My daughter is also a senior at Pepperdine.

I am sure you understand that not only is it distressing and disturbing when I think of the girls’ families and friends, but is hard to not let images of my own child, also a senior female who has stood on that exact same stretch of road over the past few years, heading to a party or the beach across the street, add extra turmoil and grief to my mix of emotions.

I know enough to know that It is probably not healthy to continuously revisit the scene of the crime via social media and news clips, but I cannot seem to stop myself.

Last night I stayed up way too late watching anything I could find. Sometimes 2 or 3 times over.

My daughter knew one of the girls and was familiar with the other three. Pepperdine is a small campus, so it touched almost every student.

I didn’t know any of them and can hardly focus on life here in Illinois. I can’t begin to imagine the grief of those who were touched directly.

This morning I realized that I am going to need to shift my spirit if I am going to move on and get a handle on this obsession. There is literally nothing practical or physically helpful I can do from here.

So what? Do I just shove down the sadness and act like it shouldn’t effect me?

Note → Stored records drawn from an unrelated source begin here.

//! Integration tests for the supplier JSON API.
//!
//! These tests require a migrated `PostgreSQL` database.
//!
//! Run with: `cargo test -p simple-shop-integration-tests -- --ignored`

#![allow(clippy::unwrap_used, clippy::indexing_slicing)]

use reqwest::StatusCode;
use serde_json::{Value, json};

use simple_shop_integration_tests::TestServer;

#[tokio::test]
#[ignore = "Requires a migrated PostgreSQL database (SHOP_DATABASE_URL)"]
async fn test_supplier_lifecycle() {
    let server = TestServer::start().await;
    let name = format!("Supplier {}", uuid::Uuid::new_v4());

    let created = server
        .as_admin(server.client.post(server.url("/api/suppliers")))
        .await
        .json(&json!({
            "name": name,
            "contact": "+63 912 345 6789",
            "address": "12 Rizal Ave, Manila"
        }))
        .send()
        .await
        .unwrap();
    assert_eq!(created.status(), StatusCode::CREATED);
    let supplier: Value = created.json().await.unwrap();
    assert!(supplier["createdAt"].is_string());
    let url = server.url(&format!("/api/suppliers/{}", supplier["id"]));

    // Partial update keeps the other fields.
    let updated = server
        .as_admin(server.client.put(&url))
        .await
        .json(&json!({ "contact": "ops@example.com" }))
        .send()
        .await
        .unwrap();
    assert_eq!(updated.status(), StatusCode::OK);
    let supplier: Value = updated.json().await.unwrap();
    assert_eq!(supplier["contact"], "ops@example.com");
    assert_eq!(supplier["name"], name.as_str());

    let deleted = server
        .as_admin(server.client.delete(&url))
        .await
        .send()
        .await
        .unwrap();
    assert_eq!(deleted.status(), StatusCode::OK);

    let gone = server.client.get(&url).send().await.unwrap();
    assert_eq!(gone.status(), StatusCode::NOT_FOUND);
}

#[tokio::test]
#[ignore = "Requires a migrated PostgreSQL database (SHOP_DATABASE_URL)"]
async fn test_supplier_create_requires_every_field() {
    let server = TestServer::start().await;

    let resp = server
        .as_admin(server.client.post(server.url("/api/suppliers")))
        .await
        .json(&json!({ "name": "Half a supplier", "contact": "  " }))
        .send()
        .await
        .unwrap();
    assert_eq!(resp.status(), StatusCode::BAD_REQUEST);
    let body: Value = resp.json().await.unwrap();
    let fields: Vec<&str> = body["fields"]
        .as_array()
        .unwrap()
        .iter()
        .map(|error| error["field"].as_str().unwrap())
        .collect();
    assert!(fields.contains(&"contact"));
    assert!(fields.contains(&"address"));
    assert!(!fields.contains(&"name"));
}

#[tokio::test]
#[ignore = "Requires a migrated PostgreSQL database (SHOP_DATABASE_URL)"]
async fn test_delete_missing_supplier_is_not_found() {
    let server = TestServer::start().await;

    let resp = server
        .as_admin(server.client.delete(server.url("/api/suppliers/2147483000")))
        .await
        .send()
        .await
        .unwrap();
    assert_eq!(resp.status(), StatusCode::NOT_FOUND);
}
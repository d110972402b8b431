//! Simple Shop server library.
//!
//! The storefront, admin back-office, JSON API and sign-in flows as a
//! library, so the binary, the CLI and the router tests share one
//! application.

#![cfg_attr(not(test), forbid(unsafe_code))]

pub mod config;
pub mod db;
pub mod error;
pub mod filters;
pub mod middleware;
pub mod models;
pub mod routes;
pub mod services;
pub mod state;

use axum::{Router, extract::Request, middleware as axum_middleware, routing::get};
use tower_http::{services::ServeDir, trace::TraceLayer};
use tower_sessions::{SessionManagerLayer, SessionStore};

use crate::state::AppState;

/// Directory served under `/static`, relative to the workspace root.
pub const STATIC_DIR: &str = "crates/server/static";

/// Build the full application router.
///
/// Generic over the session store so tests can swap in an in-memory one.
pub fn app<Store>(state: AppState, sessions: SessionManagerLayer<Store>) -> Router
where
    Store: SessionStore + Clone,
{
    Router::new()
        .route("/health", get(routes::health::health))
        .route("/health/ready", get(routes::health::readiness))
        .merge(routes::routes(state.clone()))
        .nest_service("/static", ServeDir::new(STATIC_DIR))
        .layer(sessions)
        .layer(axum_middleware::from_fn(
            middleware::request_id_middleware,
        ))
        .layer(
            TraceLayer::new_for_http().make_span_with(|request: &Request| {
                tracing::info_span!(
                    "request",
                    method = %request.method(),
                    uri = %request.uri(),
                    request_id = tracing::field::Empty,
                )
            }),
        )
        .with_state(state)
}
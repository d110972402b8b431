//! Social sign-in client (Google, Facebook).
//!
//! # OAuth Flow
//!
//! 1. Generate the authorization URL with `authorization_url()`
//! 2. Redirect the user to the provider's consent page
//! 3. The provider redirects back to `/auth/{provider}/callback` with a code
//! 4. `sign_in()` exchanges the code for an access token and fetches the
//!    profile, returning a [`ProviderIdentity`]

use std::sync::Arc;

use secrecy::ExposeSecret;
use serde::Deserialize;
use thiserror::Error;

use simple_shop_core::Email;

use crate::config::{ProviderCredentials, ShopConfig};
use crate::models::{OAuthProvider, ProviderIdentity};

const GOOGLE_AUTHORIZE_URL: &str = "https://accounts.google.com/o/oauth2/v2/auth";
const GOOGLE_TOKEN_URL: &str = "https://oauth2.googleapis.com/token";
const GOOGLE_USERINFO_URL: &str = "https://openidconnect.googleapis.com/v1/userinfo";

const FACEBOOK_AUTHORIZE_URL: &str = "https://www.facebook.com/v19.0/dialog/oauth";
const FACEBOOK_TOKEN_URL: &str = "https://graph.facebook.com/v19.0/oauth/access_token";
const FACEBOOK_PROFILE_URL: &str = "https://graph.facebook.com/v19.0/me";

/// Errors from the sign-in providers.
#[derive(Debug, Error)]
pub enum OAuthError {
    /// Provider has no credentials configured.
    #[error("sign-in provider {0} is not enabled")]
    Disabled(OAuthProvider),

    /// HTTP request failed.
    #[error("HTTP error: {0}")]
    Http(#[from] reqwest::Error),

    /// Provider rejected the request or returned something unusable.
    #[error("provider error: {0}")]
    Provider(String),
}

#[derive(Debug, Deserialize)]
struct TokenResponse {
    access_token: String,
}

#[derive(Debug, Deserialize)]
struct GoogleUserInfo {
    sub: String,
    email: Option<String>,
    #[serde(default)]
    email_verified: bool,
    name: Option<String>,
    picture: Option<String>,
}

#[derive(Debug, Deserialize)]
struct FacebookProfile {
    id: String,
    name: Option<String>,
    email: Option<String>,
    picture: Option<FacebookPicture>,
}

#[derive(Debug, Deserialize)]
struct FacebookPicture {
    data: FacebookPictureData,
}

#[derive(Debug, Deserialize)]
struct FacebookPictureData {
    url: String,
}

impl From<GoogleUserInfo> for ProviderIdentity {
    fn from(info: GoogleUserInfo) -> Self {
        // Unverified Google addresses must not link to existing users.
        let email = info
            .email
            .filter(|_| info.email_verified)
            .and_then(|e| Email::parse(&e).ok());

        Self {
            provider: OAuthProvider::Google,
            provider_account_id: info.sub,
            email,
            name: info.name,
            image: info.picture,
        }
    }
}

impl From<FacebookProfile> for ProviderIdentity {
    fn from(profile: FacebookProfile) -> Self {
        Self {
            provider: OAuthProvider::Facebook,
            provider_account_id: profile.id,
            email: profile.email.and_then(|e| Email::parse(&e).ok()),
            name: profile.name,
            image: profile.picture.map(|p| p.data.url),
        }
    }
}

/// Client for the configured sign-in providers.
#[derive(Clone)]
pub struct OAuthClient {
    inner: Arc<OAuthClientInner>,
}

struct OAuthClientInner {
    client: reqwest::Client,
    base_url: String,
    google: Option<ProviderCredentials>,
    facebook: Option<ProviderCredentials>,
}

impl OAuthClient {
    /// Create a client for the providers enabled in `config`.
    #[must_use]
    pub fn new(config: &ShopConfig) -> Self {
        Self {
            inner: Arc::new(OAuthClientInner {
                client: reqwest::Client::new(),
                base_url: config.base_url.clone(),
                google: config.oauth.google.clone(),
                facebook: config.oauth.facebook.clone(),
            }),
        }
    }

    /// Providers with credentials configured.
    #[must_use]
    pub fn enabled(&self) -> Vec<OAuthProvider> {
        OAuthProvider::ALL
            .into_iter()
            .filter(|p| self.credentials(*p).is_ok())
            .collect()
    }

    fn credentials(&self, provider: OAuthProvider) -> Result<&ProviderCredentials, OAuthError> {
        match provider {
            OAuthProvider::Google => self.inner.google.as_ref(),
            OAuthProvider::Facebook => self.inner.facebook.as_ref(),
        }
        .ok_or(OAuthError::Disabled(provider))
    }

    /// Callback URL registered with the provider.
    #[must_use]
    pub fn redirect_uri(&self, provider: OAuthProvider) -> String {
        format!("{}/auth/{}/callback", self.inner.base_url, provider.slug())
    }

    /// URL of the provider's consent page.
    ///
    /// # Errors
    ///
    /// Returns `OAuthError::Disabled` if the provider is not configured.
    pub fn authorization_url(
        &self,
        provider: OAuthProvider,
        state: &str,
    ) -> Result<String, OAuthError> {
        let creds = self.credentials(provider)?;
        let (base, scope) = match provider {
            OAuthProvider::Google => (GOOGLE_AUTHORIZE_URL, "openid email profile"),
            OAuthProvider::Facebook => (FACEBOOK_AUTHORIZE_URL, "email,public_profile"),
        };

        Ok(format!(
            "{base}?client_id={}&redirect_uri={}&response_type=code&scope={}&state={}",
            urlencoding::encode(&creds.client_id),
            urlencoding::encode(&self.redirect_uri(provider)),
            urlencoding::encode(scope),
            urlencoding::encode(state),
        ))
    }

    /// Exchange an authorization code and fetch the user's profile.
    ///
    /// # Errors
    ///
    /// Returns an error if the provider is disabled, the exchange fails, or
    /// the profile cannot be fetched.
    pub async fn sign_in(
        &self,
        provider: OAuthProvider,
        code: &str,
    ) -> Result<ProviderIdentity, OAuthError> {
        let access_token = self.exchange_code(provider, code).await?;
        self.fetch_identity(provider, &access_token).await
    }

    async fn exchange_code(&self, provider: OAuthProvider, code: &str) -> Result<String, OAuthError> {
        let creds = self.credentials(provider)?;
        let redirect_uri = self.redirect_uri(provider);
        let params = [
            ("grant_type", "authorization_code"),
            ("client_id", creds.client_id.as_str()),
            ("client_secret", creds.client_secret.expose_secret()),
            ("code", code),
            ("redirect_uri", redirect_uri.as_str()),
        ];

        let request = match provider {
            OAuthProvider::Google => self.inner.client.post(GOOGLE_TOKEN_URL).form(&params),
            OAuthProvider::Facebook => self.inner.client.get(FACEBOOK_TOKEN_URL).query(&params),
        };

        let response = request.send().await?;
        if !response.status().is_success() {
            let status = response.status();
            let text = response.text().await.unwrap_or_default();
            return Err(OAuthError::Provider(format!(
                "{provider} token exchange failed ({status}): {text}"
            )));
        }

        let token: TokenResponse = response.json().await?;
        Ok(token.access_token)
    }

    async fn fetch_identity(
        &self,
        provider: OAuthProvider,
        access_token: &str,
    ) -> Result<ProviderIdentity, OAuthError> {
        let request = match provider {
            OAuthProvider::Google => self
                .inner
                .client
                .get(GOOGLE_USERINFO_URL)
                .bearer_auth(access_token),
            OAuthProvider::Facebook => self.inner.client.get(FACEBOOK_PROFILE_URL).query(&[
                ("fields", "id,name,email,picture.type(large)"),
                ("access_token", access_token),
            ]),
        };

        let response = request.send().await?;
        if !response.status().is_success() {
            return Err(OAuthError::Provider(format!(
                "{provider} profile request failed ({})",
                response.status()
            )));
        }

        let identity = match provider {
            OAuthProvider::Google => response.json::<GoogleUserInfo>().await?.into(),
            OAuthProvider::Facebook => response.json::<FacebookProfile>().await?.into(),
        };
        Ok(identity)
    }
}

#[cfg(test)]
#[allow(clippy::unwrap_used)]
mod tests {
    use secrecy::SecretString;

    use super::*;
    use crate::config::OAuthConfig;

    fn client(google: bool) -> OAuthClient {
        let creds = ProviderCredentials {
            client_id: "client id".to_owned(),
            client_secret: SecretString::from("aB3$xY9!mK2@nL5#pQ7&rT0*uW4^zC6%vD8"),
        };
        let config = ShopConfig {
            database_url: SecretString::from("postgres://localhost/test"),
            host: "127.0.0.1".parse().unwrap(),
            port: 3000,
            base_url: "https://shop.test".to_owned(),
            session_secret: SecretString::from("aB3$xY9!mK2@nL5#pQ7&rT0*uW4^zC6%vD8"),
            oauth: OAuthConfig {
                google: google.then(|| creds.clone()),
                facebook: None,
            },
            sentry_dsn: None,
            sentry_environment: None,
        };
        OAuthClient::new(&config)
    }

    #[test]
    fn test_enabled_providers() {
        assert_eq!(client(true).enabled(), vec![OAuthProvider::Google]);
        assert!(client(false).enabled().is_empty());
    }

    #[test]
    fn test_authorization_url_encodes_parameters() {
        let url = client(true)
            .authorization_url(OAuthProvider::Google, "st/ate")
            .unwrap();
        assert!(url.starts_with(GOOGLE_AUTHORIZE_URL));
        assert!(url.contains("client_id=client%20id"));
        assert!(url.contains("redirect_uri=https%3A%2F%2Fshop.test%2Fauth%2Fgoogle%2Fcallback"));
        assert!(url.contains("state=st%2Fate"));
    }

    #[test]
    fn test_disabled_provider_is_rejected() {
        let err = client(true)
            .authorization_url(OAuthProvider::Facebook, "state")
            .unwrap_err();
        assert!(matches!(err, OAuthError::Disabled(OAuthProvider::Facebook)));
    }

    #[test]
    fn test_unverified_google_email_is_dropped() {
        let info: GoogleUserInfo = serde_json::from_value(serde_json::json!({
            "sub": "1234",
            "email": "Jane@Example.com",
            "email_verified": false,
            "name": "Jane"
        }))
        .unwrap();
        let identity = ProviderIdentity::from(info);
        assert_eq!(identity.provider_account_id, "1234");
        assert_eq!(identity.email, None);
    }

    #[test]
    fn test_facebook_profile_picture() {
        let profile: FacebookProfile = serde_json::from_value(serde_json::json!({
            "id": "987",
            "name": "Juan",
            "email": "juan@example.com",
            "picture": { "data": { "url": "https://graph.example/p.jpg" } }
        }))
        .unwrap();
        let identity = ProviderIdentity::from(profile);
        assert_eq!(identity.email.unwrap().as_str(), "juan@example.com");
        assert_eq!(identity.image.as_deref(), Some("https://graph.example/p.jpg"));
    }
}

That doesn’t seem healthy either.

Now that I am willing to consider another solution, here’s what I know to be true about what I can do from here.

I can start by being grateful that for now, my little world and the people in it are OK, at least in comparison. I can say “thankyouthankyouthankyou God” a thousand times today.

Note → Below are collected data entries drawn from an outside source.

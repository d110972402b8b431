//! Session middleware configuration.
//!
//! Sets up `PostgreSQL`-backed sessions using tower-sessions.

use sqlx::PgPool;
use tower_sessions::{Expiry, SessionManagerLayer, SessionStore};
use tower_sessions_sqlx_store::PostgresStore;

use crate::config::ShopConfig;

/// Session cookie name.
pub const SESSION_COOKIE_NAME: &str = "shop_session";

/// Session expiry time in days of inactivity.
const SESSION_EXPIRY_DAYS: i64 = 7;

/// Create the session layer with the `PostgreSQL` store.
///
/// The `tower_sessions.session` table is created by the migrations.
#[must_use]
pub fn create_session_layer(pool: &PgPool, config: &ShopConfig) -> SessionManagerLayer<PostgresStore> {
    session_layer(PostgresStore::new(pool.clone()), config.is_secure())
}

/// Session layer over any store, with the cookie settings used everywhere.
#[must_use]
pub fn session_layer<S: SessionStore + Clone>(store: S, secure: bool) -> SessionManagerLayer<S> {
    SessionManagerLayer::new(store)
        .with_name(SESSION_COOKIE_NAME)
        .with_expiry(Expiry::OnInactivity(
            tower_sessions::cookie::time::Duration::days(SESSION_EXPIRY_DAYS),
        ))
        .with_secure(secure)
        .with_same_site(tower_sessions::cookie::SameSite::Lax)
        .with_http_only(true)
        .with_path("/")
}
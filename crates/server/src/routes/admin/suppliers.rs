//! Admin supplier handlers. Plain urlencoded forms, no script.

use askama::Template;
use askama_web::WebTemplate;
use axum::{
    Form,
    extract::{Path, State},
    http::StatusCode,
    response::{IntoResponse, Redirect, Response},
};
use tracing::instrument;

use simple_shop_core::validation::SupplierInput;
use simple_shop_core::{Supplier, SupplierId};

use crate::db::{RepositoryError, SupplierRepository};
use crate::error::Result;
use crate::filters;
use crate::middleware::RequireAdmin;
use crate::models::CurrentUser;
use crate::state::AppState;

/// Supplier table page template.
#[derive(Template, WebTemplate)]
#[template(path = "admin/suppliers/index.html")]
pub struct SuppliersIndexTemplate {
    pub user: Option<CurrentUser>,
    pub suppliers: Vec<Supplier>,
}

/// Supplier form; `supplier` is set when editing.
#[derive(Template, WebTemplate)]
#[template(path = "admin/suppliers/form.html")]
pub struct SupplierFormTemplate {
    pub user: Option<CurrentUser>,
    pub supplier: Option<Supplier>,
    pub name: String,
    pub contact: String,
    pub address: String,
    pub error: Option<&'static str>,
}

impl SupplierFormTemplate {
    fn blank(admin: CurrentUser) -> Self {
        Self {
            user: Some(admin),
            supplier: None,
            name: String::new(),
            contact: String::new(),
            address: String::new(),
            error: None,
        }
    }

    fn for_supplier(admin: CurrentUser, supplier: Supplier) -> Self {
        Self {
            user: Some(admin),
            name: supplier.name.clone(),
            contact: supplier.contact.clone(),
            address: supplier.address.clone(),
            supplier: Some(supplier),
            error: None,
        }
    }

    /// Re-render with the submitted values and the first error.
    fn rejected(mut self, input: SupplierInput, error: &'static str) -> Response {
        self.name = input.name.unwrap_or_default();
        self.contact = input.contact.unwrap_or_default();
        self.address = input.address.unwrap_or_default();
        self.error = Some(error);
        (StatusCode::BAD_REQUEST, self).into_response()
    }

    /// Form action URL.
    #[must_use]
    pub fn action(&self) -> String {
        self.supplier
            .as_ref()
            .map_or_else(|| "/admin/suppliers".to_owned(), |s| format!("/admin/suppliers/{}", s.id))
    }
}

/// Display all suppliers, newest first.
///
/// # Errors
///
/// Returns an error if the suppliers cannot be read.
#[instrument(skip_all)]
pub async fn index(
    RequireAdmin(admin): RequireAdmin,
    State(state): State<AppState>,
) -> Result<SuppliersIndexTemplate> {
    let suppliers = SupplierRepository::new(state.pool()).list().await?;
    Ok(SuppliersIndexTemplate {
        user: Some(admin),
        suppliers,
    })
}

/// Display the empty supplier form.
pub async fn new_form(RequireAdmin(admin): RequireAdmin) -> SupplierFormTemplate {
    SupplierFormTemplate::blank(admin)
}

/// Display one supplier as an editable form.
///
/// # Errors
///
/// Returns an error if the supplier cannot be read.
#[instrument(skip_all, fields(supplier_id = %id))]
pub async fn show(
    RequireAdmin(admin): RequireAdmin,
    State(state): State<AppState>,
    Path(id): Path<SupplierId>,
) -> Result<Response> {
    Ok(match SupplierRepository::new(state.pool()).get(id).await? {
        Some(supplier) => SupplierFormTemplate::for_supplier(admin, supplier).into_response(),
        None => crate::routes::not_found_page(Some(admin)),
    })
}

/// Create a supplier from the form.
///
/// # Errors
///
/// Returns an error if the insert fails.
#[instrument(skip_all)]
pub async fn create(
    RequireAdmin(admin): RequireAdmin,
    State(state): State<AppState>,
    Form(input): Form<SupplierInput>,
) -> Result<Response> {
    if let Err(errors) = input.validate_create() {
        return Ok(SupplierFormTemplate::blank(admin).rejected(input, errors.message()));
    }

    let supplier = SupplierRepository::new(state.pool())
        .create(&input.normalized())
        .await?;
    Ok(Redirect::to(&format!("/admin/suppliers/{}", supplier.id)).into_response())
}

/// Update a supplier from the form.
///
/// # Errors
///
/// Returns an error if the update fails.
#[instrument(skip_all, fields(supplier_id = %id))]
pub async fn update(
    RequireAdmin(admin): RequireAdmin,
    State(state): State<AppState>,
    Path(id): Path<SupplierId>,
    Form(input): Form<SupplierInput>,
) -> Result<Response> {
    let repo = SupplierRepository::new(state.pool());

    if let Err(errors) = input.validate_create() {
        let Some(supplier) = repo.get(id).await? else {
            return Ok(crate::routes::not_found_page(Some(admin)));
        };
        return Ok(SupplierFormTemplate::for_supplier(admin, supplier)
            .rejected(input, errors.message()));
    }

    match repo.update(id, &input.normalized()).await {
        Ok(supplier) => Ok(Redirect::to(&format!("/admin/suppliers/{}", supplier.id)).into_response()),
        Err(RepositoryError::NotFound) => Ok(crate::routes::not_found_page(Some(admin))),
        Err(e) => Err(e.into()),
    }
}

/// Delete a supplier and return to the table.
///
/// # Errors
///
/// Returns 404 if the supplier does not exist.
#[instrument(skip_all, fields(supplier_id = %id))]
pub async fn delete(
    RequireAdmin(_admin): RequireAdmin,
    State(state): State<AppState>,
    Path(id): Path<SupplierId>,
) -> Result<Redirect> {
    SupplierRepository::new(state.pool()).delete(id).await?;
    Ok(Redirect::to("/admin/suppliers"))
}
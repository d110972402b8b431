//! Dashboard route handler.

use askama::Template;
use askama_web::WebTemplate;
use axum::extract::State;
use tracing::instrument;

use crate::db::products::CatalogCounts;
use crate::db::{ProductRepository, UserRepository};
use crate::error::Result;
use crate::filters;
use crate::middleware::RequireAdmin;
use crate::models::CurrentUser;
use crate::state::AppState;

/// Dashboard page template.
#[derive(Template, WebTemplate)]
#[template(path = "admin/dashboard.html")]
pub struct DashboardTemplate {
    pub user: Option<CurrentUser>,
    pub counts: CatalogCounts,
    pub users: i64,
}

/// Display the admin dashboard with catalog totals.
///
/// # Errors
///
/// Returns an error if the counts cannot be read.
#[instrument(skip_all)]
pub async fn dashboard(
    RequireAdmin(admin): RequireAdmin,
    State(state): State<AppState>,
) -> Result<DashboardTemplate> {
    let counts = ProductRepository::new(state.pool()).counts().await?;
    let users = UserRepository::new(state.pool()).count().await?;

    Ok(DashboardTemplate {
        user: Some(admin),
        counts,
        users,
    })
}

But there’s much more that I am going to need to practice if I am going to be able to not get back online and ingest more of this story.

I can pray for everyone. I know, I know, I know — that sounds trite and dare I say, shallow in some respects. A pat, canned, weirdly Christian and aloof solution.

I guess it can be.

Or, it can be an opportunity to practice what that guy Paul from the Bible says: “Do not be anxious/worried about anything, but in everything, by prayer and petition, with thanksgiving, present your requests to God. And the peace of God, which transcends all understanding, will guard your hearts and your minds in Jesus.”

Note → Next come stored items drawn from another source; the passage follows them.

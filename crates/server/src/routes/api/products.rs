//! Product API handlers.

use axum::{
    Json, Router,
    extract::{
        Path, Query, State,
        rejection::{JsonRejection, PathRejection, QueryRejection},
    },
    http::StatusCode,
    routing::get,
};
use tracing::instrument;

use simple_shop_core::validation::Validate;
use simple_shop_core::write::{ProductCreate, ProductUpdate};
use simple_shop_core::{Product, ProductFilter, ProductId};

use super::DeletedResponse;
use crate::db::ProductRepository;
use crate::error::{AppError, Result};
use crate::state::AppState;

/// Build the products router.
pub fn router() -> Router<AppState> {
    Router::new()
        .route("/api/products", get(index).post(create))
        .route(
            "/api/products/{id}",
            get(show).put(update).delete(destroy),
        )
}

/// List products, newest first.
///
/// Accepts `q`, `tag`, `product_type` and `status` query filters.
///
/// # Errors
///
/// Returns 400 for an unparseable query and 500 if the database fails.
#[instrument(skip_all)]
pub async fn index(
    State(state): State<AppState>,
    query: std::result::Result<Query<ProductFilter>, QueryRejection>,
) -> Result<Json<Vec<Product>>> {
    let Query(filter) = query?;
    let products = ProductRepository::new(state.pool())
        .list(&filter.normalized(), None, 0)
        .await?;
    Ok(Json(products))
}

/// Create a product with its images, variants and tags.
///
/// # Errors
///
/// Returns 400 if the body is malformed or fails validation.
#[instrument(skip_all)]
pub async fn create(
    State(state): State<AppState>,
    body: std::result::Result<Json<ProductCreate>, JsonRejection>,
) -> Result<(StatusCode, Json<Product>)> {
    let Json(input) = body?;
    input.validate()?;

    let product = ProductRepository::new(state.pool())
        .create(&input.normalized())
        .await?;
    Ok((StatusCode::CREATED, Json(product)))
}

/// Fetch one product.
///
/// # Errors
///
/// Returns 404 if the product does not exist.
#[instrument(skip_all)]
pub async fn show(
    State(state): State<AppState>,
    id: std::result::Result<Path<ProductId>, PathRejection>,
) -> Result<Json<Product>> {
    let Path(id) = id?;
    ProductRepository::new(state.pool())
        .get(id)
        .await?
        .map(Json)
        .ok_or_else(|| AppError::NotFound("Product not found".to_owned()))
}

/// Apply a nested-write update.
///
/// # Errors
///
/// Returns 400 if the body fails validation and 404 if the product does not
/// exist.
#[instrument(skip_all)]
pub async fn update(
    State(state): State<AppState>,
    id: std::result::Result<Path<ProductId>, PathRejection>,
    body: std::result::Result<Json<ProductUpdate>, JsonRejection>,
) -> Result<Json<Product>> {
    let Path(id) = id?;
    let Json(input) = body?;
    input.validate()?;

    let product = ProductRepository::new(state.pool())
        .update(id, &input.normalized())
        .await?;
    Ok(Json(product))
}

/// Delete a product and its children.
///
/// # Errors
///
/// Returns 404 if the product does not exist.
#[instrument(skip_all)]
pub async fn destroy(
    State(state): State<AppState>,
    id: std::result::Result<Path<ProductId>, PathRejection>,
) -> Result<Json<DeletedResponse>> {
    let Path(id) = id?;
    ProductRepository::new(state.pool()).delete(id).await?;
    Ok(Json(DeletedResponse {
        message: "Product deleted",
    }))
}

Like I mentioned, I have been obsessed. Whatever I am doing, I am always allowing this to scroll through the backside of my mind.

But I cannot live like this any longer. I need a reprieve. I need hope. I need comfort.

The people who knew those girls need those things as well. So, instead of obsession about something I cannot change or even effect directly from here, I will turn it over to an all-powerful, all-knowing, all-everywhere God who can.

Sometimes I struggle to remember to pray because I am going too fast through my day, focused only on me and routine life-stuff. But now, because I am feeling haunted by this tragedy, I can use the images of this horrific event and all those it impacts to pray.

Pray that God heals their hearts, helps them forgive and lavishes on them the “peace that transcends all understanding”, because no one can ever understand this.

I can also pray for that 22 year old boy. After I stopped raging about him, I started thinking about how, if I were him, I would wish I were also dead.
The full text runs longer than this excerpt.